Paisagem Agrícola

Na Agroecologia toda a produção de alimentos é realizada de modo a contribuir para a conservação dos recursos naturais e para a manutenção da qualidade ambiental da paisagem de uma determinada região.

Nesse sentido, a Agroecologia compartilha com a biologia o interesse no conhecimento das interações entre solo, plantas e animais a fim de combinar harmonicamente a produção agrícola com a conservação dos ecossitemas locais remanescentes.

Para possibilitar essa interação harmoniosa é fundamental planejar o sistema de produção a partir da consideração da paisagem agrícola da região, o que significa não se restringir apenas ao local onde serão implantadas as culturas comerciais. Isso porque, assim como um mosaico, a paisagem agrícola é ecologicamente um ambiente fragmentado, com distintos habitats, distribuídos em forma de manchas presentes em uma propriedade, assim como ao longo de toda a região.

Embora o nível de influência humana na paisagem seja extremamente variável, existem três tipos predominantes de áreas que compõem uma paisagem agrícola.

São elas

Áreas de produção agrícola

Intensamente manejadas e com perturbação regular, essas áreas são constituídas, sobretudo, de espécies de plantas domesticadas, não nativas da região.

O exemplo mais comum é o das áreas destinadas aos plantios agrícolas em manejo convencional como ocorre com as monoculturas de grãos (soja, arroz, milho, feijão, etc.).

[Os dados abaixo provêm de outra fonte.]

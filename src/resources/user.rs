//! Public cloud project user resource.
//!
//! The vendor returns the password only when it is (re)generated —
//! creation and explicit regeneration — never on plain reads, so read
//! must not clobber the stored value. The `openstack_rc` map is scraped
//! out of the vendor's openrc shell script by fixed-format extraction;
//! the vendor gives no schema guarantee for that document.

use std::collections::BTreeMap;
use std::sync::LazyLock;

use async_trait::async_trait;
use regex::Regex;
use serde::{Deserialize, Serialize};
use serde_json::{json, Value};
use tracing::debug;

use super::{id_str, opt_str, required_str, set_attr};
use crate::client::OvhClient;
use crate::error::ProviderError;
use crate::poll::StateWaiter;
use crate::provider::Resource;
use crate::schema::{Attribute, AttributeFlags, AttributeType, Schema};

/// Type name this resource registers under.
pub const TYPE: &str = "ovh_publiccloud_user";

/// Operator account of a public cloud project, with its generated
/// OpenStack credentials.
pub struct PublicCloudUser;

#[derive(Debug, Serialize)]
#[serde(rename_all = "camelCase")]
struct UserCreate<'a> {
    service_name: &'a str,
    description: &'a str,
}

#[derive(Debug, Clone, Deserialize)]
#[serde(rename_all = "camelCase")]
struct User {
    id: i64,
    #[serde(default)]
    username: String,
    #[serde(default)]
    status: String,
    #[serde(default)]
    description: String,
    /// Only present in creation/regeneration responses.
    #[serde(default)]
    password: Option<String>,
    #[serde(default)]
    creation_date: String,
}

#[derive(Debug, Deserialize)]
struct OpenstackRc {
    content: String,
}

static RC_AUTH_URL: LazyLock<Regex> =
    LazyLock::new(|| Regex::new(r#"export OS_AUTH_URL="?([^\s"]+)"?"#).expect("static pattern"));
static RC_TENANT_ID: LazyLock<Regex> =
    LazyLock::new(|| Regex::new(r#"export OS_TENANT_ID="?([[:alnum:]]+)"?"#).expect("static pattern"));
static RC_TENANT_NAME: LazyLock<Regex> = LazyLock::new(|| {
    Regex::new(r#"export OS_TENANT_NAME="?([[:alnum:]]+)"?"#).expect("static pattern")
});
static RC_USERNAME: LazyLock<Regex> =
    LazyLock::new(|| Regex::new(r#"export OS_USERNAME="?([[:alnum:]]+)"?"#).expect("static pattern"));

fn user_path(project: &str, id: &str) -> String {
    format!("/cloud/project/{project}/user/{id}")
}

/// Pull the `export VAR=value` lines out of an openrc document.
fn parse_openstack_rc(content: &str) -> Result<BTreeMap<String, String>, ProviderError> {
    let mut rc = BTreeMap::new();
    for (var, pattern) in [
        ("OS_AUTH_URL", &*RC_AUTH_URL),
        ("OS_TENANT_ID", &*RC_TENANT_ID),
        ("OS_TENANT_NAME", &*RC_TENANT_NAME),
        ("OS_USERNAME", &*RC_USERNAME),
    ] {
        let capture = pattern
            .captures(content)
            .and_then(|c| c.get(1))
            .ok_or_else(|| {
                ProviderError::Extraction(format!("couldn't extract {var} from openrc content"))
            })?;
        rc.insert(var.to_string(), capture.as_str().to_string());
    }
    Ok(rc)
}

async fn fetch_openstack_rc(
    client: &OvhClient,
    project: &str,
    id: &str,
) -> Result<BTreeMap<String, String>, ProviderError> {
    // The region placeholder is rewritten by consumers of the bundle.
    let rc: OpenstackRc = client
        .get(&format!(
            "/cloud/project/{project}/user/{id}/openrc?region=to_be_overriden"
        ))
        .await?;
    parse_openstack_rc(&rc.content)
}

/// Everything except the password, which the vendor only hands out at
/// generation time.
fn populate(state: &mut Value, user: &User) {
    set_attr(state, "username", json!(user.username));
    set_attr(state, "status", json!(user.status));
    set_attr(state, "description", json!(user.description));
    set_attr(state, "creation_date", json!(user.creation_date));
    set_attr(state, "id", json!(user.id.to_string()));
}

type RefreshFuture = std::pin::Pin<
    Box<dyn std::future::Future<Output = Result<(User, String), crate::error::ApiError>> + Send>,
>;

fn refresh(client: &OvhClient, path: &str) -> impl FnMut() -> RefreshFuture {
    let client = client.clone();
    let path = path.to_string();
    move || -> RefreshFuture {
        let client = client.clone();
        let path = path.clone();
        Box::pin(async move {
            let user: User = client.get(&path).await?;
            let status = user.status.clone();
            Ok((user, status))
        })
    }
}

impl PublicCloudUser {
    /// Regenerate the user's password and wait for the account to settle.
    ///
    /// The only way to learn a password after creation: imports go
    /// through here because a plain read never returns one.
    async fn regenerate_password(
        &self,
        client: &OvhClient,
        mut state: Value,
    ) -> Result<Value, ProviderError> {
        let project = required_str(&state, "project_id")?.to_string();
        let id = id_str(&state)?.to_string();
        let path = user_path(&project, &id);

        debug!(project = %project, user = %id, "regenerating user password");

        let regenerated: User = client
            .post_empty(&format!("{path}/regeneratePassword"))
            .await?;

        let settled = StateWaiter::new(format!("user {id}"))
            .pending(&["updating"])
            .target(&["ok"])
            .wait_for(refresh(client, &path))
            .await?;

        if let Some(user) = settled {
            populate(&mut state, &user);
        }
        populate_password(&mut state, &regenerated);

        let rc = fetch_openstack_rc(client, &project, &id).await?;
        set_attr(&mut state, "openstack_rc", json!(rc));
        Ok(state)
    }
}

fn populate_password(state: &mut Value, user: &User) {
    if let Some(password) = &user.password {
        set_attr(state, "password", json!(password));
    }
}

#[async_trait]
impl Resource for PublicCloudUser {
    fn schema(&self) -> Schema {
        Schema::v0()
            .with_attribute(
                "project_id",
                Attribute::required_string()
                    .with_env_default("OVH_PROJECT_ID")
                    .force_new(),
            )
            .with_attribute("description", Attribute::optional_string().force_new())
            .with_attribute("username", Attribute::computed_string())
            .with_attribute("password", Attribute::computed_string().sensitive())
            .with_attribute("status", Attribute::computed_string())
            .with_attribute("creation_date", Attribute::computed_string())
            .with_attribute(
                "openstack_rc",
                Attribute::new(
                    AttributeType::map(AttributeType::String),
                    AttributeFlags::optional_computed(),
                ),
            )
            .with_attribute("id", Attribute::computed_string())
    }

    async fn create(
        &self,
        client: &OvhClient,
        mut state: Value,
    ) -> Result<Value, ProviderError> {
        let project = required_str(&state, "project_id")?.to_string();

        let params = UserCreate {
            service_name: &project,
            description: opt_str(&state, "description"),
        };

        debug!(project = %project, "creating public cloud user");

        let created: User = client
            .post(&format!("/cloud/project/{project}/user"), &params)
            .await?;

        let id = created.id.to_string();
        let path = user_path(&project, &id);
        let settled = StateWaiter::new(format!("user {id}"))
            .pending(&["creating"])
            .target(&["ok"])
            .wait_for(refresh(client, &path))
            .await?;

        // Status and metadata come from the settled account; the password
        // only ever appears in the creation response.
        if let Some(user) = settled {
            populate(&mut state, &user);
        }
        populate_password(&mut state, &created);
        set_attr(&mut state, "id", json!(id));

        let rc = fetch_openstack_rc(client, &project, &id).await?;
        set_attr(&mut state, "openstack_rc", json!(rc));
        Ok(state)
    }

    async fn read(&self, client: &OvhClient, mut state: Value) -> Result<Value, ProviderError> {
        let project = required_str(&state, "project_id")?.to_string();
        let id = id_str(&state)?.to_string();

        let user: User = client.get(&user_path(&project, &id)).await?;
        // Never the password: the vendor omits it on plain reads and an
        // absent field must not erase the stored value.
        populate(&mut state, &user);

        let rc = fetch_openstack_rc(client, &project, &id).await?;
        set_attr(&mut state, "openstack_rc", json!(rc));
        Ok(state)
    }

    async fn delete(&self, client: &OvhClient, state: Value) -> Result<(), ProviderError> {
        let project = required_str(&state, "project_id")?.to_string();
        let id = id_str(&state)?.to_string();
        let path = user_path(&project, &id);

        debug!(project = %project, user = %id, "deleting public cloud user");

        client.delete(&path).await?;

        StateWaiter::new(format!("deletion of user {id}"))
            .pending(&["deleting"])
            .target(&["deleted"])
            .absent_means("deleted")
            .wait_for(refresh(client, &path))
            .await?;

        Ok(())
    }

    async fn exists(&self, client: &OvhClient, state: Value) -> Result<bool, ProviderError> {
        let project = required_str(&state, "project_id")?.to_string();
        let id = id_str(&state)?.to_string();

        match client.get::<User>(&user_path(&project, &id)).await {
            Ok(_) => Ok(true),
            Err(e) if e.is_not_found() => Ok(false),
            Err(e) => Err(e.into()),
        }
    }

    async fn import(&self, client: &OvhClient, id: &str) -> Result<Value, ProviderError> {
        let project = std::env::var("OVH_PROJECT_ID").unwrap_or_default();
        let state = json!({"id": id, "project_id": project});
        self.regenerate_password(client, state).await
    }
}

Áreas de influência humana moderada ou reduzida

Esta categoria intermediária inclui paisagens naturais, florestas manejadas para a produção de madeira, cercas vivas, sistemas agroflorestais.

Estas áreas são constituídas por mesclas de espécies nativas e não nativas, e são capazes de servir de habitat tanto para espécies de animais silvestres da região, como para as criações de animais com finalidade comercial. Como exemplos temos: consorciação de gado em pastagens sombreadas com árvores (sistemas agrosilvopastoril), cercas-vivas com árvores ao redor de culturas agrícolas como o café e o milho, plantios consorciados de duas ou mais espécies de árvores em áreas inadequadas para as culturas agrícolas.

SISTEMAS AGROFLORESTAIS

Áreas naturais

Estas áreas possuem alguma semelhança com o ecossistema original e com a composição de espécies vegetais e animais presentes naturalmente no local. É o caso típico dos fragmentos florestais, por exemplo, que abrigam as espécies de árvores remanescentes dos desmatamentos das florestas originais e que estão sujeitos a perturbações provenientes de atividades humanas (fogo, caça, derrubada de árvores, extração de flores e frutos, entre outras).

Desmatamento pelo fogo

Vale ressaltar que, quando se executa o manejo da produção de alimentos considerando a paisagem agrícola como um todo integrado, um possível antagonismo entre a necessidade dos ecossistemas naturais e a atividade agropecuária é substituído por uma relação de benefício mútuo.

As manchas de áreas naturais e semi-naturais oferecem uma diversidade de recursos naturais valiosa para a produção de alimentos de alto valor biológico e estes, por sua vez, contribuem na manutenção da qualidade ambiental da paisagem natural presente na região. Promover essa benéfica interação constitui a finalidade de todo sistema agroecológico de produção, através de um manejo criterioso da paisagem local.

E, para obter essa combinação harmoniosa, é imprescindível abolir da produção agrícola o uso de quaisquer insumos que produzam um efeito negativo no funcionamento ecológico da paisagem agrícola presente na sua propriedade e na região. Isto significa banir do sistema agrotóxicos e fertilizantes altamente solúveis, assim como evitar práticas agressivas à diversidade local, como o plantio de monoculturas em grande escala, a movimentação freqüente do solo ou deixá-lo por longos períodos exposto às chuvas e consequentemente, à erosão.

Apenas práticas que respeitem os ciclos dos elementos naturais (da água e da formação de solos) e dos seres vivos (plantas, animais, microorganismos) devem ser utilizadas a fim de contribuir efetivamente para o equilíbrio entre os diversos habitats que compõem a paisagem agrícola.

Nesse sentido, através de seus diversos métodos (rotação e consorciação de culturas, controle biológico de pragas e doenças, integração entre pecuária e agricultura, uso de variedades naturalmente adaptadas às condições locais, entre outras), os sistemas agroecológicos podem contribuir para concretizarem um potencial ainda não explorado das áreas agrícolas: o de serem guardiãs da diversidade de espécies nativas, auxiliando na conservação da biodiversidade global.